Segment Start: LISTED RECORDS

//! Middleware trait, ordered middleware steps, and onion composition.
//!
//! A [`Middleware`] receives the input together with the rest of the chain as `next`. Code
//! before `next.handle(..)` runs on the way in, code after it runs on the way out, and a
//! middleware may skip `next` entirely to short-circuit. A [`MiddlewareStep`] keeps its
//! middlewares in an explicit order that callers edit by id, and [`MiddlewareStep::compose`]
//! nests them around a terminal handler.

use std::sync::Arc;

use crate::context::HttpContext;
use crate::error::ClientError;
use crate::handler::{Handler, HandlerFuture};

/// A unit of work that wraps the rest of the chain.
pub trait Middleware<I, O>: Send + Sync {
    /// Stable identifier, unique within a step. Used for relative insertion and diagnostics.
    fn id(&self) -> &str;

    /// Process `input`, calling `next` at most once.
    fn handle<'a>(
        &'a self,
        ctx: &'a HttpContext,
        input: I,
        next: &'a dyn Handler<I, O>,
    ) -> HandlerFuture<'a, O>;
}

/// Where to insert a middleware in a step.
#[derive(Debug, Clone, PartialEq, Eq)]
pub enum Position {
    /// Outermost: runs before everything else in the step.
    First,
    /// Innermost: runs right before the next step.
    Last,
    /// Immediately outside the middleware with this id.
    Before(String),
    /// Immediately inside the middleware with this id.
    After(String),
}

impl Position {
    /// Shorthand for [`Position::Before`].
    pub fn before(id: impl Into<String>) -> Self {
        Self::Before(id.into())
    }

    /// Shorthand for [`Position::After`].
    pub fn after(id: impl Into<String>) -> Self {
        Self::After(id.into())
    }
}

/// An ordered, id-addressed list of middlewares forming one step of an operation.
pub struct MiddlewareStep<I, O> {
    name: &'static str,
    middlewares: Vec<Arc<dyn Middleware<I, O>>>,
}

impl<I, O> std::fmt::Debug for MiddlewareStep<I, O> {
    fn fmt(&self, f: &mut std::fmt::Formatter<'_>) -> std::fmt::Result {
        f.debug_struct("MiddlewareStep")
            .field("name", &self.name)
            .field("middlewares", &self.ids())
            .finish()
    }
}

impl<I, O> MiddlewareStep<I, O>
where
    I: Send + 'static,
    O: Send + 'static,
{
    /// Create an empty step.
    #[must_use]
    pub fn new(name: &'static str) -> Self {
        Self {
            name,
            middlewares: Vec::new(),
        }
    }

    /// The step name, e.g. `serialize`.
    #[must_use]
    pub fn name(&self) -> &'static str {
        self.name
    }

    /// Insert a middleware at `position`.
    ///
    /// # Errors
    ///
    /// `DuplicateStep` if a middleware with the same id is already registered, `UnknownStep`
    /// if a relative position names an id that is not registered.
    pub fn intercept<M>(&mut self, position: Position, middleware: M) -> Result<(), ClientError>
    where
        M: Middleware<I, O> + 'static,
    {
        let id = middleware.id().to_owned();
        if self.contains(&id) {
            return Err(ClientError::DuplicateStep(id));
        }

        let index = match &position {
            Position::First => 0,
            Position::Last => self.middlewares.len(),
            Position::Before(anchor) => self.index_of(anchor)?,
            Position::After(anchor) => self.index_of(anchor)? + 1,
        };
        tracing::trace!(step = self.name, id = %id, ?position, index, "inserting middleware");
        self.middlewares.insert(index, Arc::new(middleware));
        Ok(())
    }

    /// Remove the middleware with `id`, returning whether one was removed.
    pub fn remove(&mut self, id: &str) -> bool {
        let before = self.middlewares.len();
        self.middlewares.retain(|m| m.id() != id);
        self.middlewares.len() != before
    }

    /// Whether a middleware with `id` is registered.
    #[must_use]
    pub fn contains(&self, id: &str) -> bool {
        self.middlewares.iter().any(|m| m.id() == id)
    }

    /// Compose the middlewares around `terminal`, outermost first.
    pub fn compose<'c>(&'c self, terminal: &'c dyn Handler<I, O>) -> Chain<'c, I, O> {
        Chain {
            middlewares: &self.middlewares,
            terminal,
        }
    }

    fn index_of(&self, id: &str) -> Result<usize, ClientError> {
        self.middlewares
            .iter()
            .position(|m| m.id() == id)
            .ok_or_else(|| ClientError::UnknownStep(id.to_owned()))
    }
}

impl<I, O> MiddlewareStep<I, O> {
    /// Middleware ids in execution order.
    #[must_use]
    pub fn ids(&self) -> Vec<&str> {
        self.middlewares.iter().map(|m| m.id()).collect()
    }

    /// Number of registered middlewares.
    #[must_use]
    pub fn len(&self) -> usize {
        self.middlewares.len()
    }

    /// Whether no middleware is registered.
    #[must_use]
    pub fn is_empty(&self) -> bool {
        self.middlewares.is_empty()
    }
}

/// A slice of middlewares nested around a terminal handler.
pub struct Chain<'c, I, O> {
    middlewares: &'c [Arc<dyn Middleware<I, O>>],
    terminal: &'c dyn Handler<I, O>,
}

impl<I, O> std::fmt::Debug for Chain<'_, I, O> {
    fn fmt(&self, f: &mut std::fmt::Formatter<'_>) -> std::fmt::Result {
        f.debug_struct("Chain")
            .field("remaining", &self.middlewares.len())
            .finish_non_exhaustive()
    }
}

impl<I, O> Handler<I, O> for Chain<'_, I, O>
where
    I: Send + 'static,
    O: Send + 'static,
{
    fn handle<'a>(&'a self, ctx: &'a HttpContext, input: I) -> HandlerFuture<'a, O> {
        match self.middlewares.split_first() {
            None => self.terminal.handle(ctx, input),
            Some((first, rest)) => Box::pin(async move {
                let next = Chain {
                    middlewares: rest,
                    terminal: self.terminal,
                };
                first.handle(ctx, input, &next).await
            }),
        }
    }
}

/// A middleware backed by a closure.
pub struct ClosureMiddleware<F> {
    id: String,
    f: F,
}

impl<F> std::fmt::Debug for ClosureMiddleware<F> {
    fn fmt(&self, f: &mut std::fmt::Formatter<'_>) -> std::fmt::Result {
        f.debug_struct("ClosureMiddleware")
            .field("id", &self.id)
            .finish_non_exhaustive()
    }
}

impl<F> ClosureMiddleware<F> {
    /// Wrap `f` as a middleware with the given id.
    pub fn new<I, O>(id: impl Into<String>, f: F) -> Self
    where
        F: for<'a> Fn(&'a HttpContext, I, &'a dyn Handler<I, O>) -> HandlerFuture<'a, O>
            + Send
            + Sync,
    {
        Self { id: id.into(), f }
    }
}

impl<I, O, F> Middleware<I, O> for ClosureMiddleware<F>
where
    F: for<'a> Fn(&'a HttpContext, I, &'a dyn Handler<I, O>) -> HandlerFuture<'a, O>
        + Send
        + Sync,
{
    fn id(&self) -> &str {
        &self.id
    }

    fn handle<'a>(
        &'a self,
        ctx: &'a HttpContext,
        input: I,
        next: &'a dyn Handler<I, O>,
    ) -> HandlerFuture<'a, O> {
        (self.f)(ctx, input, next)
    }
}
//! Deserialize step: log requests and responses around the transport.

use tracing::debug;

use crate::body::ByteStream;
use crate::context::HttpContext;
use crate::handler::{Handler, HandlerFuture};
use crate::middleware::Middleware;
use crate::request::HttpRequest;
use crate::response::OperationOutput;

/// Logs the outgoing request and the incoming response per the context's
/// [`ClientLogMode`](crate::config::ClientLogMode).
///
/// Bodies are logged only when they are already buffered. A streaming body is reported as
/// such and left untouched.
#[derive(Debug, Default, Clone, Copy)]
pub struct LoggerMiddleware;

impl LoggerMiddleware {
    /// Create the middleware.
    #[must_use]
    pub fn new() -> Self {
        Self
    }
}

fn describe(body: &ByteStream) -> String {
    match body {
        ByteStream::Stream(_) => "<stream>".to_owned(),
        ByteStream::Consumed => "<consumed>".to_owned(),
        buffered => buffered
            .bytes()
            .map(|b| String::from_utf8_lossy(b).into_owned())
            .unwrap_or_default(),
    }
}

impl<O> Middleware<HttpRequest, OperationOutput<O>> for LoggerMiddleware
where
    O: Send + 'static,
{
    fn id(&self) -> &str {
        "Logger"
    }

    fn handle<'a>(
        &'a self,
        ctx: &'a HttpContext,
        request: HttpRequest,
        next: &'a dyn Handler<HttpRequest, OperationOutput<O>>,
    ) -> HandlerFuture<'a, OperationOutput<O>> {
        Box::pin(async move {
            let mode = ctx.log_mode();
            if mode.logs_request() {
                let body = if mode.logs_request_body() {
                    describe(&request.body)
                } else {
                    String::new()
                };
                debug!(
                    service = ctx.service(),
                    operation = ctx.operation(),
                    invocation_id = %ctx.invocation_id(),
                    method = %request.method,
                    url = %request.url(),
                    headers = ?request.headers,
                    body = %body,
                    "sending request"
                );
            }

            let out = next.handle(ctx, request).await?;

            if mode.logs_response() {
                let body = if mode.logs_response_body() {
                    describe(&out.response.body)
                } else {
                    String::new()
                };
                debug!(
                    service = ctx.service(),
                    operation = ctx.operation(),
                    invocation_id = %ctx.invocation_id(),
                    status = %out.response.status,
                    headers = ?out.response.headers,
                    body = %body,
                    "received response"
                );
            }
            Ok(out)
        })
    }
}
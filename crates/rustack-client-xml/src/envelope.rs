//! RestXml error envelope parsing.
//!
//! Error responses arrive either wrapped (`<ErrorResponse><Error>..</Error><RequestId>..`)
//! or bare (`<Error>..</Error>`, the `noErrorWrapping` form). Both are reduced to the same
//! [`RestXmlError`], which is the first of the two passes error decoding makes over a body.

use quick_xml::Reader;
use quick_xml::events::Event;

use crate::error::XmlError;

/// Protocol-level fields of a RestXml error body.
#[derive(Debug, Clone, Default, PartialEq, Eq)]
pub struct RestXmlError {
    /// The error code, e.g. `NoSuchBucket`.
    pub code: Option<String>,
    /// Human-readable message.
    pub message: Option<String>,
    /// Server-assigned request id.
    pub request_id: Option<String>,
}

impl RestXmlError {
    /// Parse the envelope fields out of an error body.
    ///
    /// Unknown elements are skipped, so shape-specific members do not disturb this pass.
    ///
    /// # Errors
    ///
    /// Returns `XmlError::MissingElement` if the body has no root element, or a parse error if
    /// the XML is malformed.
    pub fn parse(body: &[u8]) -> Result<Self, XmlError> {
        // Text is not trimmed: entity references split text into several events, and
        // trimming each piece would eat the spaces around them.
        let mut reader = Reader::from_reader(body);

        let mut envelope = Self::default();
        let mut saw_root = false;

        loop {
            match reader.read_event()? {
                Event::Start(e) => {
                    saw_root = true;
                    let name = e.name();
                    let tag_name = std::str::from_utf8(name.as_ref())
                        .map_err(|e| XmlError::ParseError(e.to_string()))?;
                    match tag_name {
                        "Code" => envelope.code = Some(read_text_content(&mut reader)?),
                        "Message" => envelope.message = Some(read_text_content(&mut reader)?),
                        "RequestId" => {
                            envelope.request_id = Some(read_text_content(&mut reader)?);
                        }
                        _ => {}
                    }
                }
                Event::Empty(_) => saw_root = true,
                Event::Eof => break,
                _ => {}
            }
        }

        if !saw_root {
            return Err(XmlError::MissingElement("root element".to_owned()));
        }
        Ok(envelope)
    }
}

/// Read the text content of the current element and consume its end tag.
///
/// Expects the reader to be positioned right after a `Start` event.
fn read_text_content(reader: &mut Reader<&[u8]>) -> Result<String, XmlError> {
    let mut text = String::new();
    loop {
        match reader.read_event()? {
            Event::Text(e) => {
                let decoded = e
                    .decode()
                    .map_err(|err| XmlError::ParseError(err.to_string()))?;
                let unescaped = quick_xml::escape::unescape(&decoded)
                    .map_err(|err| XmlError::ParseError(err.to_string()))?;
                text.push_str(&unescaped);
            }
            Event::CData(e) => {
                let decoded = e
                    .decode()
                    .map_err(|err| XmlError::ParseError(err.to_string()))?;
                text.push_str(&decoded);
            }
            Event::GeneralRef(e) => {
                let name = e
                    .decode()
                    .map_err(|err| XmlError::ParseError(err.to_string()))?;
                if let Some(ch) = e
                    .resolve_char_ref()
                    .map_err(|err| XmlError::ParseError(err.to_string()))?
                {
                    text.push(ch);
                } else if let Some(resolved) = quick_xml::escape::resolve_predefined_entity(&name)
                {
                    text.push_str(resolved);
                } else {
                    return Err(XmlError::ParseError(format!("unknown entity &{name};")));
                }
            }
            Event::End(_) => return Ok(text),
            Event::Eof => {
                return Err(XmlError::UnexpectedElement(
                    "unexpected EOF while reading text content".to_owned(),
                ));
            }
            _ => {}
        }
    }
}
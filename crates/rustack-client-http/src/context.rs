//! Per-invocation context threaded through every middleware.

use http::{Extensions, Method};
use parking_lot::Mutex;
use typed_builder::TypedBuilder;
use uuid::Uuid;

use crate::config::ClientLogMode;
use crate::endpoint::Endpoint;

/// Ambient state for one operation invocation.
///
/// A context is created per call and shared by reference with every middleware. Middlewares
/// that need to hand data to later steps use the typed attribute bag.
#[derive(Debug, TypedBuilder)]
pub struct HttpContext {
    #[builder(setter(into))]
    service: String,
    #[builder(setter(into))]
    operation: String,
    #[builder(default = String::from("us-east-1"), setter(into))]
    region: String,
    #[builder(default)]
    method: Method,
    #[builder(default, setter(strip_option))]
    endpoint: Option<Endpoint>,
    #[builder(default, setter(strip_option, into))]
    host_prefix: Option<String>,
    #[builder(default)]
    log_mode: ClientLogMode,
    #[builder(default)]
    max_error_body_size: Option<usize>,
    #[builder(default = Uuid::new_v4())]
    invocation_id: Uuid,
    #[builder(default)]
    attributes: Mutex<Extensions>,
}

impl HttpContext {
    /// Service name, e.g. `S3`.
    #[must_use]
    pub fn service(&self) -> &str {
        &self.service
    }

    /// Operation name, e.g. `GetObject`.
    #[must_use]
    pub fn operation(&self) -> &str {
        &self.operation
    }

    /// Signing/target region.
    #[must_use]
    pub fn region(&self) -> &str {
        &self.region
    }

    /// HTTP method of the operation; seeds the request the serialize step receives.
    #[must_use]
    pub fn method(&self) -> &Method {
        &self.method
    }

    /// Resolved endpoint, if one was supplied.
    #[must_use]
    pub fn endpoint(&self) -> Option<&Endpoint> {
        self.endpoint.as_ref()
    }

    /// Host prefix for operations with an endpoint trait, e.g. `{AccountId}.`.
    #[must_use]
    pub fn host_prefix(&self) -> Option<&str> {
        self.host_prefix.as_deref()
    }

    /// What the logger middleware records.
    #[must_use]
    pub fn log_mode(&self) -> ClientLogMode {
        self.log_mode
    }

    /// Cap on buffered error body bytes; `None` means unbounded.
    #[must_use]
    pub fn max_error_body_size(&self) -> Option<usize> {
        self.max_error_body_size
    }

    /// Unique id of this invocation, attached to log lines.
    #[must_use]
    pub fn invocation_id(&self) -> Uuid {
        self.invocation_id
    }

    /// Replace the HTTP method.
    #[must_use]
    pub fn with_method(mut self, method: Method) -> Self {
        self.method = method;
        self
    }

    /// Replace the endpoint.
    #[must_use]
    pub fn with_endpoint(mut self, endpoint: Endpoint) -> Self {
        self.endpoint = Some(endpoint);
        self
    }

    /// Replace the host prefix.
    #[must_use]
    pub fn with_host_prefix(mut self, prefix: impl Into<String>) -> Self {
        self.host_prefix = Some(prefix.into());
        self
    }

    /// Store a typed attribute, returning the previous value of that type.
    pub fn insert_attribute<T: Clone + Send + Sync + 'static>(&self, value: T) -> Option<T> {
        self.attributes.lock().insert(value)
    }

    /// A copy of the attribute of type `T`, if set.
    #[must_use]
    pub fn attribute<T: Clone + Send + Sync + 'static>(&self) -> Option<T> {
        self.attributes.lock().get::<T>().cloned()
    }
}
//! Service endpoint value type.

use std::fmt;

use crate::error::ClientError;
use crate::request::{QueryItem, parse_query};

/// URL scheme of an endpoint.
#[derive(Debug, Clone, Copy, PartialEq, Eq, Hash, Default)]
pub enum ProtocolType {
    /// Plain HTTP.
    Http,
    /// HTTP over TLS.
    #[default]
    Https,
}

impl ProtocolType {
    /// The scheme string, `http` or `https`.
    #[must_use]
    pub fn as_str(self) -> &'static str {
        match self {
            Self::Http => "http",
            Self::Https => "https",
        }
    }
}

impl fmt::Display for ProtocolType {
    fn fmt(&self, f: &mut fmt::Formatter<'_>) -> fmt::Result {
        f.write_str(self.as_str())
    }
}

/// Where requests for a service are sent.
///
/// Equality and hashing cover every field. Query items compare in order.
#[derive(Debug, Clone, PartialEq, Eq, Hash)]
pub struct Endpoint {
    /// Host name without port.
    pub host: String,
    /// Base path, kept exactly as given.
    pub path: String,
    /// Explicit port.
    pub port: Option<u16>,
    /// Scheme.
    pub protocol: ProtocolType,
    /// Query items sent with every request, decoded.
    pub query_items: Vec<QueryItem>,
}

impl Endpoint {
    /// Create an HTTPS endpoint for `host` with an empty base path.
    pub fn new(host: impl Into<String>) -> Self {
        Self {
            host: host.into(),
            path: String::new(),
            port: None,
            protocol: ProtocolType::Https,
            query_items: Vec::new(),
        }
    }

    /// Parse an absolute URL.
    ///
    /// # Errors
    ///
    /// Returns `ClientError::InvalidEndpoint` if the URL does not parse, has no host, or uses a
    /// scheme other than `http`/`https`.
    pub fn from_url(url: &str) -> Result<Self, ClientError> {
        let uri: http::Uri = url
            .parse()
            .map_err(|e: http::uri::InvalidUri| {
                ClientError::InvalidEndpoint(format!("{url}: {e}"))
            })?;

        let protocol = match uri.scheme_str() {
            Some("http") => ProtocolType::Http,
            Some("https") | None => ProtocolType::Https,
            Some(other) => {
                return Err(ClientError::InvalidEndpoint(format!(
                    "{url}: unsupported scheme `{other}`"
                )));
            }
        };
        let host = uri
            .host()
            .filter(|h| !h.is_empty())
            .ok_or_else(|| ClientError::InvalidEndpoint(format!("{url}: missing host")))?;

        Ok(Self {
            host: host.to_owned(),
            path: raw_path(url).to_owned(),
            port: uri.port_u16(),
            protocol,
            query_items: uri.query().map(parse_query).unwrap_or_default(),
        })
    }

    /// Render the endpoint back to a URL.
    ///
    /// The path is emitted verbatim; query items are percent-encoded.
    #[must_use]
    pub fn url(&self) -> String {
        let mut url = format!(
            "{}://{}{}{}",
            self.protocol,
            self.host,
            port_suffix(self.port),
            self.path
        );
        if !self.query_items.is_empty() {
            url.push('?');
            let encoded: Vec<String> = self.query_items.iter().map(QueryItem::encoded).collect();
            url.push_str(&encoded.join("&"));
        }
        url
    }
}

/// The path exactly as written in `url`. `http::Uri` reports `/` for an absent path.
fn raw_path(url: &str) -> &str {
    let rest = url.split_once("://").map_or(url, |(_, rest)| rest);
    let rest = rest.split(['?', '#']).next().unwrap_or_default();
    rest.find('/').map_or("", |i| &rest[i..])
}

fn port_suffix(port: Option<u16>) -> String {
    port.map(|p| format!(":{p}")).unwrap_or_default()
}

impl fmt::Display for Endpoint {
    fn fmt(&self, f: &mut fmt::Formatter<'_>) -> fmt::Result {
        f.write_str(&self.url())
    }
}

Segment End: LISTED RECORDS

**BRIEF:** Copy whichever lines above contain the string "derive".

**RESULT OF THIS TASK:**
#[derive(Debug, Clone, PartialEq, Eq)]
#[derive(Debug, Default, Clone, Copy)]
#[derive(Debug, Clone, Default, PartialEq, Eq)]
#[derive(Debug, TypedBuilder)]
#[derive(Debug, Clone, Copy, PartialEq, Eq, Hash, Default)]
#[derive(Debug, Clone, PartialEq, Eq, Hash)]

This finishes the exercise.